- Born: 30 August 1927 Hämeenlinna, Finland
- Died: 11 September 2003 (aged 76) Helsinki, Finland
- Known for: Interior design
- Spouse: Vuokko Eskolin-Nurmesniemi
- Awards: Professor, Honorary Royal Designer for Industry

= Antti Nurmesniemi =

Finnish designer (1927–2003)

Antti Aarre Nurmesniemi (30 August 1927 - 11 September 2003) was a Finnish designer. He is perhaps best known for his coffee pots and his interior design work. He has been referred to as the "Grand Old Man of Finnish Design".

== Background ==
Nurmesniemi studied at the Institute of Industrial Arts and graduated in 1950 as an interior architect. From the 1950s onward, he was one of the most influential figures in Finnish design; he worked from 1951 to 1955 at the architectural offices of Keijo Petäjä and Viljo Revell in Helsinki, and from 1954 to 1955 with Giovanni Romano in Milan.
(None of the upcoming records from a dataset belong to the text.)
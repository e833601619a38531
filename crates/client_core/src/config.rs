use std::{collections::HashMap, fs};

use serde::Deserialize;
use shared::domain::DirectoryEntry;
use thiserror::Error;
use url::Url;

const SETTINGS_FILE: &str = "fm.toml";

#[derive(Debug, Clone, Deserialize)]
pub struct ClientSettings {
    pub server_url: String,
    pub user: String,
}

impl Default for ClientSettings {
    fn default() -> Self {
        Self {
            server_url: "http://127.0.0.1:8080".into(),
            user: "guest".into(),
        }
    }
}

pub fn load_settings() -> ClientSettings {
    let mut settings = ClientSettings::default();

    if let Ok(raw) = fs::read_to_string(SETTINGS_FILE) {
        if let Ok(file_cfg) = toml::from_str::<HashMap<String, String>>(&raw) {
            if let Some(v) = file_cfg.get("server_url") {
                settings.server_url = v.clone();
            }
            if let Some(v) = file_cfg.get("user") {
                settings.user = v.clone();
            }
        }
    }

    if let Ok(v) = std::env::var("FM_SERVER_URL") {
        settings.server_url = v;
    }
    if let Ok(v) = std::env::var("FM_USER") {
        settings.user = v;
    }

    settings
}

#[derive(Debug, Error)]
pub enum EndpointError {
    #[error("server_url must start with http:// or https://")]
    UnsupportedScheme,
    #[error("invalid server url: {0}")]
    InvalidUrl(#[from] url::ParseError),
    #[error("server url cannot carry a path")]
    CannotBeABase,
}

/// URLs derived from the server base: the duplex endpoint plus the upload and
/// download windows that sit outside the duplex protocol.
#[derive(Debug, Clone)]
pub struct Endpoints {
    base: Url,
    ws: Url,
    user: String,
}

impl Endpoints {
    pub fn new(server_url: &str, user: &str) -> Result<Self, EndpointError> {
        let server_url = server_url.trim_end_matches('/');
        let ws_url = if server_url.starts_with("https://") {
            server_url.replacen("https://", "wss://", 1)
        } else if server_url.starts_with("http://") {
            server_url.replacen("http://", "ws://", 1)
        } else {
            return Err(EndpointError::UnsupportedScheme);
        };
        let mut ws = Url::parse(&format!("{ws_url}/ws"))?;
        ws.query_pairs_mut().append_pair("user", user);
        Ok(Self {
            base: Url::parse(&format!("{server_url}/"))?,
            ws,
            user: user.to_string(),
        })
    }

    pub fn from_settings(settings: &ClientSettings) -> Result<Self, EndpointError> {
        Self::new(&settings.server_url, &settings.user)
    }

    pub fn ws_url(&self) -> &Url {
        &self.ws
    }

    pub fn user(&self) -> &str {
        &self.user
    }

    pub fn download_url(&self, entry: &DirectoryEntry) -> Result<Url, EndpointError> {
        let mut url = self.base.clone();
        url.path_segments_mut()
            .map_err(|_| EndpointError::CannotBeABase)?
            .pop_if_empty()
            .push("download")
            .extend(entry.path.split('/').filter(|segment| !segment.is_empty()))
            .push(&entry.name);
        url.query_pairs_mut().append_pair("user", &self.user);
        Ok(url)
    }

    pub fn upload_url(&self) -> Result<Url, EndpointError> {
        let mut url = self.base.join("upload")?;
        url.query_pairs_mut().append_pair("user", &self.user);
        Ok(url)
    }
}
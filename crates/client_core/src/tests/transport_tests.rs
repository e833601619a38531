use super::*;
use crate::{config::Endpoints, session::FileManagerSession, UserCommand};
use axum::{
    extract::{
        ws::{Message as WsMessage, WebSocket},
        WebSocketUpgrade,
    },
    response::IntoResponse,
    routing::get,
    Router,
};
use std::{net::SocketAddr, time::Duration};
use tokio::net::TcpListener;

const CHDIR_REPLY: &str = r#"{"action":"chdir","response":{"result":"/srv/alice"}}"#;
const LIST_REPLY: &str = r#"{"action":"list_dir","response":{"dir":"/srv/alice","files":[
    {"name":"x.txt","type":"text-plain","size":2048,"owner":"1000","mode":"644","path":"/srv/alice"}
]}}"#;

async fn ws_upgrade(ws: WebSocketUpgrade) -> impl IntoResponse {
    ws.on_upgrade(answer_requests)
}

async fn answer_requests(mut socket: WebSocket) {
    while let Some(Ok(message)) = socket.recv().await {
        let reply = match message {
            WsMessage::Text(text) if text.contains(r#""do":"chdir""#) => CHDIR_REPLY,
            WsMessage::Text(text) if text.contains(r#""do":"list_dir""#) => LIST_REPLY,
            WsMessage::Text(_) => r#"{"exception":"Unknown action"}"#,
            WsMessage::Close(_) => break,
            _ => continue,
        };
        if socket.send(WsMessage::Text(reply.to_string())).await.is_err() {
            break;
        }
    }
}

async fn spawn_server() -> SocketAddr {
    let listener = TcpListener::bind("127.0.0.1:0").await.expect("bind");
    let addr = listener.local_addr().expect("addr");
    let app = Router::new().route("/ws", get(ws_upgrade));
    tokio::spawn(async move {
        axum::serve(listener, app).await.expect("serve");
    });
    addr
}

#[tokio::test]
async fn exchanges_text_frames_and_rejects_sends_after_close() {
    let addr = spawn_server().await;
    let url = Url::parse(&format!("ws://{addr}/ws?user=alice")).expect("url");
    let (mut transport, mut inbound) = connect(&url).await.expect("connect");
    assert_eq!(transport.ready_state(), ReadyState::Open);

    transport
        .send_text(r#"{"do":"chdir","path":"","name":""}"#.to_string())
        .expect("send");
    let reply = tokio::time::timeout(Duration::from_secs(5), inbound.next_text())
        .await
        .expect("reply in time")
        .expect("frame");
    assert_eq!(reply, CHDIR_REPLY);

    transport.close();
    assert!(matches!(
        transport.ready_state(),
        ReadyState::Closing | ReadyState::Closed
    ));
    let err = transport
        .send_text("{}".to_string())
        .expect_err("should fail");
    assert!(matches!(err, TransportError::NotOpen(_)));
}

#[tokio::test]
async fn connect_fails_when_nothing_listens() {
    let listener = TcpListener::bind("127.0.0.1:0").await.expect("bind");
    let addr = listener.local_addr().expect("addr");
    drop(listener);

    let url = Url::parse(&format!("ws://{addr}/ws")).expect("url");
    assert!(connect(&url).await.is_err());
}

#[tokio::test]
async fn run_loop_lists_workspace_root_then_quits() {
    let addr = spawn_server().await;
    let endpoints = Endpoints::new(&format!("http://{addr}"), "alice").expect("endpoints");
    let (transport, mut inbound) = connect(endpoints.ws_url()).await.expect("connect");
    let mut session = FileManagerSession::new(transport, endpoints);
    let (command_tx, mut command_rx) = tokio::sync::mpsc::channel(8);

    let quit_tx = command_tx.clone();
    let mut renders = 0;
    tokio::time::timeout(
        Duration::from_secs(5),
        crate::run(&mut session, &mut inbound, &mut command_rx, |session| {
            renders += 1;
            if !session.browser().rows().is_empty() {
                let _ = quit_tx.try_send(UserCommand::Quit);
            }
        }),
    )
    .await
    .expect("loop finished in time");

    assert!(renders >= 3);
    assert_eq!(session.current_path(), "/srv/alice");
    let names: Vec<&str> = session.browser().rows().iter().map(|row| row.name()).collect();
    assert_eq!(names, vec!["..", "x.txt"]);
    assert!(!session.browser().gate().is_open());
    drop(command_tx);
}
In 1956, Nurmesniemi founded his own interior and design office, Studio Nurmesniemi, and his versatile skills were recognised early on both in Finland and abroad. He designed interiors for numerous churches (including Hyvinkää Church, 1960), bank offices, commercial buildings, embassies (including in India), hotels (such as the legendary sauna in Palace Hotel in Helsinki, built in 1952 to Revell's designs), and other public buildings. Nurmesniemi was involved in the modernist design of the Palace Hotel from 1951–1953. with Olli Borg and Olavi Hänninen. He was also responsible for the long-term restoration of the interiors of Olavinlinna Castle from 1962 to 1975, as well as the renovation of Eliel Saarinen's creations: Helsinki Central Railway Station from 1975 to 1982, and the City Hall of Lahti in 1982. Other notable works by Nurmesniemi include the interiors of the Finnjet car ferry and the exterior and interior design of Helsinki's orange-colored metro trains, which he planned together with Börje Rajalin in 1979.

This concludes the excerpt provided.